■ DATA FOR PROCESSING:
□ □ □ □

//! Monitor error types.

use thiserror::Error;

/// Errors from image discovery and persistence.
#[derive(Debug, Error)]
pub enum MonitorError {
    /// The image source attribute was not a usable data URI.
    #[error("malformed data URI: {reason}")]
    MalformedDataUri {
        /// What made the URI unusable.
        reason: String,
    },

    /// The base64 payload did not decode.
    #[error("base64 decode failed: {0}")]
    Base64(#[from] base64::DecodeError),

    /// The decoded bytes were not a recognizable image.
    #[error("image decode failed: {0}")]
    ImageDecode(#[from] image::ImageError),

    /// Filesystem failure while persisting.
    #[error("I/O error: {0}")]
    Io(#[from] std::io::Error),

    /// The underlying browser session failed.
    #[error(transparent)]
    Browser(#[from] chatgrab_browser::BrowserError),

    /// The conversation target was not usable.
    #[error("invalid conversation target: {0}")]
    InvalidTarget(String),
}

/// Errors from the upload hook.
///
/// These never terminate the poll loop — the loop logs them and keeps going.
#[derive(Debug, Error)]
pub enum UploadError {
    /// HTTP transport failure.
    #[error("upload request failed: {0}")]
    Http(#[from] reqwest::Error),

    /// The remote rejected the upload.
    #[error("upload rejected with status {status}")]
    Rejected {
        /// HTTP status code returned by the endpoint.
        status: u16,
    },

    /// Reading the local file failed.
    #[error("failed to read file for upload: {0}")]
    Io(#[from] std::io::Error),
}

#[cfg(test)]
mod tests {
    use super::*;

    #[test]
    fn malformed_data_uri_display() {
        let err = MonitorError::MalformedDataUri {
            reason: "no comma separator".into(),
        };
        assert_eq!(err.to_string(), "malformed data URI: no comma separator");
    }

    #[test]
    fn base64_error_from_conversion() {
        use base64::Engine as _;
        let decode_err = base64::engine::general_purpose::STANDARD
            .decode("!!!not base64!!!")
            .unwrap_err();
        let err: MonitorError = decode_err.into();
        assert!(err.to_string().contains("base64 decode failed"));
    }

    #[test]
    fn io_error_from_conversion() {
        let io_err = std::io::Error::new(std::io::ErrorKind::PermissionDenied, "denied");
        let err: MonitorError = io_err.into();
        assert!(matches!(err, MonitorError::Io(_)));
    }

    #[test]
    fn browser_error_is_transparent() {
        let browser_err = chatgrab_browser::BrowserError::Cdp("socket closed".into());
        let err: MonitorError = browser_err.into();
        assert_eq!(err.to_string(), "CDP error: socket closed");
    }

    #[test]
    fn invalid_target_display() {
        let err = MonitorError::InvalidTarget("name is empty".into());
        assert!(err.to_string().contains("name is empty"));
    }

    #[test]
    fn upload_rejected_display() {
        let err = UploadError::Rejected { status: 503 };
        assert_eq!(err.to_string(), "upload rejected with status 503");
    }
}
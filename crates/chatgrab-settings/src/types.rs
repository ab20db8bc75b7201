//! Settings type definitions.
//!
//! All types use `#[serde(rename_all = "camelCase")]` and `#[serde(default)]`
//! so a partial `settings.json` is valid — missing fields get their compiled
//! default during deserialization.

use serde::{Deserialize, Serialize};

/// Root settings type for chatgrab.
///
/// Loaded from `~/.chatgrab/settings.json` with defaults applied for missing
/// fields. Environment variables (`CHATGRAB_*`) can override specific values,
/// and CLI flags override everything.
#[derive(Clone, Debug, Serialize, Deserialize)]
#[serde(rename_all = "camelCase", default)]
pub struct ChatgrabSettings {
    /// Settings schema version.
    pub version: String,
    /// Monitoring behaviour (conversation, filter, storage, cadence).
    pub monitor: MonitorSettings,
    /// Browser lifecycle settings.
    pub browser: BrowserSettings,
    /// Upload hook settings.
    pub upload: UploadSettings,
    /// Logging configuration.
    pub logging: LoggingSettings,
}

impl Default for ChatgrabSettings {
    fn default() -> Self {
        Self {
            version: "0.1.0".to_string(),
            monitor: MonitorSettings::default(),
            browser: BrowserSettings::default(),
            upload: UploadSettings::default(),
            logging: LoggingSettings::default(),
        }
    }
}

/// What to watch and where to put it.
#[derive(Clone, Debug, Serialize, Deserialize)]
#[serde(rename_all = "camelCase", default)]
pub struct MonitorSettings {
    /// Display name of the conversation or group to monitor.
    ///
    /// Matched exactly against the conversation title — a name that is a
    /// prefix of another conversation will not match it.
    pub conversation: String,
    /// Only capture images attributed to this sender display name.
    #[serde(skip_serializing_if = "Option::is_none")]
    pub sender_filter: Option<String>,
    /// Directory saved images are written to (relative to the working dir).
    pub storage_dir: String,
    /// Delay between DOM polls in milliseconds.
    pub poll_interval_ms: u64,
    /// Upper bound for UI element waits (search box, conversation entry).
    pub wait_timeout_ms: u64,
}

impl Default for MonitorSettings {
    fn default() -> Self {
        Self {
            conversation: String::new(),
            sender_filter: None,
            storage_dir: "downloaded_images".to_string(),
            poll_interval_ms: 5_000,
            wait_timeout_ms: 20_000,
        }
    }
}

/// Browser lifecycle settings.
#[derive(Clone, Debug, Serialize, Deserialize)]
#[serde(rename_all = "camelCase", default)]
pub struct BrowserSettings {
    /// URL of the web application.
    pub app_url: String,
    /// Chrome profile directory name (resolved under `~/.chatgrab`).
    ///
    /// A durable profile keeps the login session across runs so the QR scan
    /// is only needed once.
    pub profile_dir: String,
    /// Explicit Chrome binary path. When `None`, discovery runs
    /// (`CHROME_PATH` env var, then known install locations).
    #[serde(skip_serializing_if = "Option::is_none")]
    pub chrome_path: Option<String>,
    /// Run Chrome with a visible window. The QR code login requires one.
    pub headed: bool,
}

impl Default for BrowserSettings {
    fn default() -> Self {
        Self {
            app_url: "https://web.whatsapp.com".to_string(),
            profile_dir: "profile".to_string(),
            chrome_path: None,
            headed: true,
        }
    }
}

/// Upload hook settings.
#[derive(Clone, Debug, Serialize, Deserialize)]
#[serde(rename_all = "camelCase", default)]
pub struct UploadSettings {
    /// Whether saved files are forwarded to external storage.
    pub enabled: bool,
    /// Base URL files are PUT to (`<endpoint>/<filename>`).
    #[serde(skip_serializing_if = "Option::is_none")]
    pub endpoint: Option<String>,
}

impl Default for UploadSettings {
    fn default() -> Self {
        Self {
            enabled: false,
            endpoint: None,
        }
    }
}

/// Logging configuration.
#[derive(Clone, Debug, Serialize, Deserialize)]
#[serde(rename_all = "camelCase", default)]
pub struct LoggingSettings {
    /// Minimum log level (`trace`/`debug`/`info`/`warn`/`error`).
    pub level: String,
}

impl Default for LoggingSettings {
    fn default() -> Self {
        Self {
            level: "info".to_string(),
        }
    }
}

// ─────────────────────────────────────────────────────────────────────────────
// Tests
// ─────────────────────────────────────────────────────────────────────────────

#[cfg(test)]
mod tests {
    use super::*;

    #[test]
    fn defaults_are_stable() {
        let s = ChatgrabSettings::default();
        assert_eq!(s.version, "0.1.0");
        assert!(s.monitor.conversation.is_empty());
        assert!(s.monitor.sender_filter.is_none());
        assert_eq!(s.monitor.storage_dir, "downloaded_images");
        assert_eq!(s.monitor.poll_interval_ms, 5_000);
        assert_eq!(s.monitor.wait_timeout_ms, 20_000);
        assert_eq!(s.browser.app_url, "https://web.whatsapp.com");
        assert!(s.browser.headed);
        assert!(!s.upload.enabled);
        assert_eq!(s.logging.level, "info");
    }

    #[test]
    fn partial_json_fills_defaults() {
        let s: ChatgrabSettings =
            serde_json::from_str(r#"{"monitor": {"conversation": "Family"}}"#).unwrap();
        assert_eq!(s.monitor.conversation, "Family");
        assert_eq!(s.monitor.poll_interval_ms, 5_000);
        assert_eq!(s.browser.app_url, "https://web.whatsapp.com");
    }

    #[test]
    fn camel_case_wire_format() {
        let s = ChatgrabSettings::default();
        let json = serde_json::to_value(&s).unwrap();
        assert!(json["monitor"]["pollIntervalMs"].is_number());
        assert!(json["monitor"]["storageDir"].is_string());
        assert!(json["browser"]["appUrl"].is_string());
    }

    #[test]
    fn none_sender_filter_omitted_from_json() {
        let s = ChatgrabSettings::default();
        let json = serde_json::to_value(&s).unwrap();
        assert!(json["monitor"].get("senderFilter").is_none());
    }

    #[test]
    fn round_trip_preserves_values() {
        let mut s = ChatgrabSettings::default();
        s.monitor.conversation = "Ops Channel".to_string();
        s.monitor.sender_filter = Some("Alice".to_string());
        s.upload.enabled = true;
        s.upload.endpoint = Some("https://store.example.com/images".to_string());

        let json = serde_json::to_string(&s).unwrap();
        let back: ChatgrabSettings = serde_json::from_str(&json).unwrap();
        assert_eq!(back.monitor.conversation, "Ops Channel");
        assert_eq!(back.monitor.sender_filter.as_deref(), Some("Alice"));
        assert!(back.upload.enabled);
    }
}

□ □ □ □

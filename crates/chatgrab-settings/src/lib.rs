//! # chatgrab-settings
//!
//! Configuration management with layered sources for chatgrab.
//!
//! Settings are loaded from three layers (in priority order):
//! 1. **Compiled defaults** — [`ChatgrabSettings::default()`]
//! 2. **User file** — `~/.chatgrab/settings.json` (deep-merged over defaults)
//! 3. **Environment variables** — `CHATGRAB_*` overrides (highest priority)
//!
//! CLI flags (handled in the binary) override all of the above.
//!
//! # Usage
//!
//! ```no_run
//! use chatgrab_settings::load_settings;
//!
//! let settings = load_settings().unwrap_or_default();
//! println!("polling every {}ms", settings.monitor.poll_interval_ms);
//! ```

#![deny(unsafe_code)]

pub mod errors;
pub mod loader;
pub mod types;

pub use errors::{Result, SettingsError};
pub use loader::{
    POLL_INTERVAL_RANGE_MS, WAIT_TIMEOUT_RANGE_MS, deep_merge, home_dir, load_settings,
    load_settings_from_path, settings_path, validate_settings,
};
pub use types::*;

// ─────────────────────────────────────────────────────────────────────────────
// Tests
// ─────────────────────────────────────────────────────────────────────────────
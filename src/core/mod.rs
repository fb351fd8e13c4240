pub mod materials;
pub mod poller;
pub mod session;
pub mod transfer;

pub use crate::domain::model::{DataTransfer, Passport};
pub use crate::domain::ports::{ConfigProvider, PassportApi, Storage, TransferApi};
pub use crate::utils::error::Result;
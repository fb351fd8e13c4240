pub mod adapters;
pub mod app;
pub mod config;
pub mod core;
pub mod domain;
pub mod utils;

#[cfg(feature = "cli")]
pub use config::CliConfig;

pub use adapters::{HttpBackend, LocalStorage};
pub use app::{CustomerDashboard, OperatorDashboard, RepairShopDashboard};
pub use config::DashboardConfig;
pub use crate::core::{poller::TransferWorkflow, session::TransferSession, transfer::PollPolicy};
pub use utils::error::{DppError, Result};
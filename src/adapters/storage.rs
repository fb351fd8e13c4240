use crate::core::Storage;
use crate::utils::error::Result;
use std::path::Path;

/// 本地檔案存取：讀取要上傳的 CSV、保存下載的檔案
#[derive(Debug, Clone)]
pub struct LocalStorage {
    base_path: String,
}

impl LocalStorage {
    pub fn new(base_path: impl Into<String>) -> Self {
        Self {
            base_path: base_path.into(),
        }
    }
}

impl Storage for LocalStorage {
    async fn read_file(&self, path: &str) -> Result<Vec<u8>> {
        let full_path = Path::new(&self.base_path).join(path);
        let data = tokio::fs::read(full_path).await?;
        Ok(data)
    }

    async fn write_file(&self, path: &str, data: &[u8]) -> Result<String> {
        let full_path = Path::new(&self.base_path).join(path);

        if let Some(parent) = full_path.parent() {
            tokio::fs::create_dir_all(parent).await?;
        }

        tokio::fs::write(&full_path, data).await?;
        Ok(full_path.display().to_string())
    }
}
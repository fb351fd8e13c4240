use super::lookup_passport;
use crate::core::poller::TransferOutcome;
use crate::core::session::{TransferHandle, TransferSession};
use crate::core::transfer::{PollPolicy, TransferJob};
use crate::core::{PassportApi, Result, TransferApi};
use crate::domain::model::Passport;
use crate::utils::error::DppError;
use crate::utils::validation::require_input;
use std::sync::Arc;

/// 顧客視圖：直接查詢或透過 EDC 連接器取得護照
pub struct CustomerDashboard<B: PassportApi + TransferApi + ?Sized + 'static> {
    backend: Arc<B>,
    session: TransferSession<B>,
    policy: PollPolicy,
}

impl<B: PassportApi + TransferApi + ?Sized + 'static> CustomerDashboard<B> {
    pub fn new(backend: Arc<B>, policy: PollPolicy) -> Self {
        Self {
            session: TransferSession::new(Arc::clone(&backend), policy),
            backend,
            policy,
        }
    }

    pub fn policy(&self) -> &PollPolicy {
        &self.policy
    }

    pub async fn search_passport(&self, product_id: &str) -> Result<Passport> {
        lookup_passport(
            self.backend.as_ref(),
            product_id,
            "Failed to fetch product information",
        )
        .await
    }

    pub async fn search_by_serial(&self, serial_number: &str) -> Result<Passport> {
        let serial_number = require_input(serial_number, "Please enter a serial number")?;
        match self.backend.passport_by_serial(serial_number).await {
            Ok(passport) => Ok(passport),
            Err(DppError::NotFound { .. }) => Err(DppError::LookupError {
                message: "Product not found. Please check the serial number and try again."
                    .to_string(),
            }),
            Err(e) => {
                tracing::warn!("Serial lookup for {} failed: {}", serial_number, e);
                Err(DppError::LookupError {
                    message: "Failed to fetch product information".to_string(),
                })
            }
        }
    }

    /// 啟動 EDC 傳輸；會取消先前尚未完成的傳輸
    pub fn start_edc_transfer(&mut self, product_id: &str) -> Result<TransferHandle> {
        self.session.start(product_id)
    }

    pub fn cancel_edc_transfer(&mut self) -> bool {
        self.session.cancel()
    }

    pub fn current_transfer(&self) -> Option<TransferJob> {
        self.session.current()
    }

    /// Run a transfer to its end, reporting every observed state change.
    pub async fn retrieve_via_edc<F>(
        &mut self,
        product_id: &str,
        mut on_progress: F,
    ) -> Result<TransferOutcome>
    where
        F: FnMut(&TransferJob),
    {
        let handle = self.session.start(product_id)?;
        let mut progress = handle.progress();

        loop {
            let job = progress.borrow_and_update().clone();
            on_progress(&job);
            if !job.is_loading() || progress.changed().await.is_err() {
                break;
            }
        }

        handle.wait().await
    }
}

□ □ □ □

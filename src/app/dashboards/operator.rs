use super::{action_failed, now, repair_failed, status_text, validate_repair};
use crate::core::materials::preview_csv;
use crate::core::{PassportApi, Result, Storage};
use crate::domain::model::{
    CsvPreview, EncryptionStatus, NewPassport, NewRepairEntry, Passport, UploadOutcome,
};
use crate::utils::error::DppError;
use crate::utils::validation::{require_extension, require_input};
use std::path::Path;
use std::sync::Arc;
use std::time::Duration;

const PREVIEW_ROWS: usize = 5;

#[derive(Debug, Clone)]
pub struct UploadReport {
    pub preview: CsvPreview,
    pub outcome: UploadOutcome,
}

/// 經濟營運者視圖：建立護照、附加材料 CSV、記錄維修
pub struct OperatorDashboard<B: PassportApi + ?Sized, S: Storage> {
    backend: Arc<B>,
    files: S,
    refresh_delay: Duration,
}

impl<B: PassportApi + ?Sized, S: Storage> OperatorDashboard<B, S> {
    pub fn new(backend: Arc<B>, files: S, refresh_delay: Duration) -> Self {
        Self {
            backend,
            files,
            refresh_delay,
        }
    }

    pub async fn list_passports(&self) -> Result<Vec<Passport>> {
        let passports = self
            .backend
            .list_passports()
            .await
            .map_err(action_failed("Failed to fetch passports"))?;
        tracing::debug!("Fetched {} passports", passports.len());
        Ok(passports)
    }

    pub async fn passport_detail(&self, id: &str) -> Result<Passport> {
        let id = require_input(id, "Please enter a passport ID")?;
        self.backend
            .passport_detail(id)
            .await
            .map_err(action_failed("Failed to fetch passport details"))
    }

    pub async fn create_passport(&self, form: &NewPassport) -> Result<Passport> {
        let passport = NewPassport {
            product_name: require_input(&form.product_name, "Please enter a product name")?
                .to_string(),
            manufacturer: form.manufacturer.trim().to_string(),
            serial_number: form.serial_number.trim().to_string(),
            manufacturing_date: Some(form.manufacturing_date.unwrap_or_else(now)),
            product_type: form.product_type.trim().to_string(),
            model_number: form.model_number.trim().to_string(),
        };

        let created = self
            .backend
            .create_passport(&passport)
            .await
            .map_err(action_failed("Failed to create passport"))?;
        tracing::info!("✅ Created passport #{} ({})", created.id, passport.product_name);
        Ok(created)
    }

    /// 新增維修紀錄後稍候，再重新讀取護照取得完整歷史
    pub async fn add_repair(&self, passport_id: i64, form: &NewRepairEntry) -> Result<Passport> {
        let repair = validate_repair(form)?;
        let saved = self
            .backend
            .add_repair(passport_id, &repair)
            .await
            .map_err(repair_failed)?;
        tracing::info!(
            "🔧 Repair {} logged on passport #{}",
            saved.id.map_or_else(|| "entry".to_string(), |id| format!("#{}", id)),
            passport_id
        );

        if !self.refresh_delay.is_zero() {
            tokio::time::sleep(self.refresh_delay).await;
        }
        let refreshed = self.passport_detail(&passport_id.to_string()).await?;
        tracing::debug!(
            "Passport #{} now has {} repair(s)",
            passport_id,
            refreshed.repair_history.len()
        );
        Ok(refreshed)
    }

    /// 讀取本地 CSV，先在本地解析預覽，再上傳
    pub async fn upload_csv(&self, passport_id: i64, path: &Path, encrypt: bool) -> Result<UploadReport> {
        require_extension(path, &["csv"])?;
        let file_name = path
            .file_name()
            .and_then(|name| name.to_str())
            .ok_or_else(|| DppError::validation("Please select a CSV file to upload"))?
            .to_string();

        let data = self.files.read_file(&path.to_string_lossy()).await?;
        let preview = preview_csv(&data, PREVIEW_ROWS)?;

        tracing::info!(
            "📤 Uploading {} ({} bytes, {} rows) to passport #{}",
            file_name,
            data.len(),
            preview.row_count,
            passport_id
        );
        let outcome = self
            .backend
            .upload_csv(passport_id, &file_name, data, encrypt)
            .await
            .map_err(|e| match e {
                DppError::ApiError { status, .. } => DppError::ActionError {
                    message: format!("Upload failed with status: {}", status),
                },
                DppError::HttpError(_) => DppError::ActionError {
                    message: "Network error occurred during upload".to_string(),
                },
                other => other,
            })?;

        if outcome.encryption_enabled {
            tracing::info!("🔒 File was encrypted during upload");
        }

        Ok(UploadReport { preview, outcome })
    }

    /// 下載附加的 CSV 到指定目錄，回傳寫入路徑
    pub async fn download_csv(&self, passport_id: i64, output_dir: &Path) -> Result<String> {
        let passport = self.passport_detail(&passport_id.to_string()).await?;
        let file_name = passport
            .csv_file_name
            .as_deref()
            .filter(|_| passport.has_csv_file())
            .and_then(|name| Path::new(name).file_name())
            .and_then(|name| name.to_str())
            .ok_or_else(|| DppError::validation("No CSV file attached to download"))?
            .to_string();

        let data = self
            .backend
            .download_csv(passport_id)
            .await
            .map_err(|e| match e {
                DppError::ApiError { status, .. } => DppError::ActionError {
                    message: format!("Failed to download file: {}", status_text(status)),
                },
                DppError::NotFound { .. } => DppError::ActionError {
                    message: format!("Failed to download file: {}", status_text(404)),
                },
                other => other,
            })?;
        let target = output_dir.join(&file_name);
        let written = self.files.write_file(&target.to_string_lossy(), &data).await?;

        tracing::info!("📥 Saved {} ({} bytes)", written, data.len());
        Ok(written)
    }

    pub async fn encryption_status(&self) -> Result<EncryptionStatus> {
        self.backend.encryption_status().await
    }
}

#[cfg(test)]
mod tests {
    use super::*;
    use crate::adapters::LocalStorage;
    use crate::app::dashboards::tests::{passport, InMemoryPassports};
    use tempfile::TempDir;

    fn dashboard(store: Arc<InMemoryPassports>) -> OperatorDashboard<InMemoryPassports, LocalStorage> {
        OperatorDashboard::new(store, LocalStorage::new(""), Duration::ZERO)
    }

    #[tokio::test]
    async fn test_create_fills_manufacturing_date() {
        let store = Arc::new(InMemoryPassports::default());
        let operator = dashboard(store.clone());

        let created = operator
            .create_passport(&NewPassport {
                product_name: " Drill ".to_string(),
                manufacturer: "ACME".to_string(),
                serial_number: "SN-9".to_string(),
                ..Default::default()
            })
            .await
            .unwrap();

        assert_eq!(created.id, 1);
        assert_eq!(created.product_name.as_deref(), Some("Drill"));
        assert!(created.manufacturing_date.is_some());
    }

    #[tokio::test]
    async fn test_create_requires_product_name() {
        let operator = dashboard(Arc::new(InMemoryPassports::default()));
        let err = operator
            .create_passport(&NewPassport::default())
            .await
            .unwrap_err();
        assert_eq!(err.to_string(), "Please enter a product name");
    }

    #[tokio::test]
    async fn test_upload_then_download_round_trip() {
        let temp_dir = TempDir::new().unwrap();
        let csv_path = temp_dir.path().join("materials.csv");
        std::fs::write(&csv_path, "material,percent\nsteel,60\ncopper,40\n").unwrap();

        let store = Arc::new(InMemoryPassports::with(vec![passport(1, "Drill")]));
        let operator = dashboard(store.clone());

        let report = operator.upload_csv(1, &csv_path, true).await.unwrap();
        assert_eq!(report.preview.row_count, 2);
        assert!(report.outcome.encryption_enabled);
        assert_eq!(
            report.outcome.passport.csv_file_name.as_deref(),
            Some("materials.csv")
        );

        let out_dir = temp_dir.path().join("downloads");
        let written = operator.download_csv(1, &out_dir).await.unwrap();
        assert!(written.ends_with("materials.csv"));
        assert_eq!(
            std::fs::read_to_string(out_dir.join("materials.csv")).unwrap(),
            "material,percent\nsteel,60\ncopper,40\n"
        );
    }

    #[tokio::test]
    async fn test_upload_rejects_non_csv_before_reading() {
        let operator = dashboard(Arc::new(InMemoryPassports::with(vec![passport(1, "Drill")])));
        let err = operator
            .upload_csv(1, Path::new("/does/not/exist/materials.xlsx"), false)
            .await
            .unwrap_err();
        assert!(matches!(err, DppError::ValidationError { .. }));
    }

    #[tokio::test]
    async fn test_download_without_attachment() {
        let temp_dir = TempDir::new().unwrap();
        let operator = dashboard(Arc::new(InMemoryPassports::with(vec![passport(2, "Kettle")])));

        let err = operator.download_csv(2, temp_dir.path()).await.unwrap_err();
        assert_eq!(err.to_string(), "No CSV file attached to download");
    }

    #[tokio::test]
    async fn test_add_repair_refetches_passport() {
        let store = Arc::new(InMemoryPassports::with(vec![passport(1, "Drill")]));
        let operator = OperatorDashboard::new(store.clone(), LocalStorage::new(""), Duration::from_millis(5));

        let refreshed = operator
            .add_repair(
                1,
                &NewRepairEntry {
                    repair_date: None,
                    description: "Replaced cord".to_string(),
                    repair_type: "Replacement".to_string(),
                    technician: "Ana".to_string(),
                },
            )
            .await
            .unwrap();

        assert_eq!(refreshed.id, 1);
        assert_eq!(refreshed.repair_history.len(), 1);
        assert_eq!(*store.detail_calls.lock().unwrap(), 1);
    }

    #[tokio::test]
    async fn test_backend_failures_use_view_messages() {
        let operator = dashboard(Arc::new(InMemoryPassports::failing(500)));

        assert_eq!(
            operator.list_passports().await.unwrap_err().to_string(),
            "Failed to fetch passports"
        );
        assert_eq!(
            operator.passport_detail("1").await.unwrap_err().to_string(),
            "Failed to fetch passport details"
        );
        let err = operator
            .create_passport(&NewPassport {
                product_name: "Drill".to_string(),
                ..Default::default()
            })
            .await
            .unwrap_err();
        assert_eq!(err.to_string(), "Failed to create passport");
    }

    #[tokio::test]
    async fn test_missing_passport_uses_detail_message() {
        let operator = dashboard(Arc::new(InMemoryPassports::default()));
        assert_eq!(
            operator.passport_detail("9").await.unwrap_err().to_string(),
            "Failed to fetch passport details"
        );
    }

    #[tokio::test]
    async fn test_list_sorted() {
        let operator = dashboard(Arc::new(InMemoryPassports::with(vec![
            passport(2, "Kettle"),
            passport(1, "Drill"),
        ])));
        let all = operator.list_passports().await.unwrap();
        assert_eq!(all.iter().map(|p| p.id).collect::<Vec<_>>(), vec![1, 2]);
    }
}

□ □ □ □

A single number is the whole answer: please count how many lines of the records above include the string "poller".

■ EXERCISE OUTPUT: 3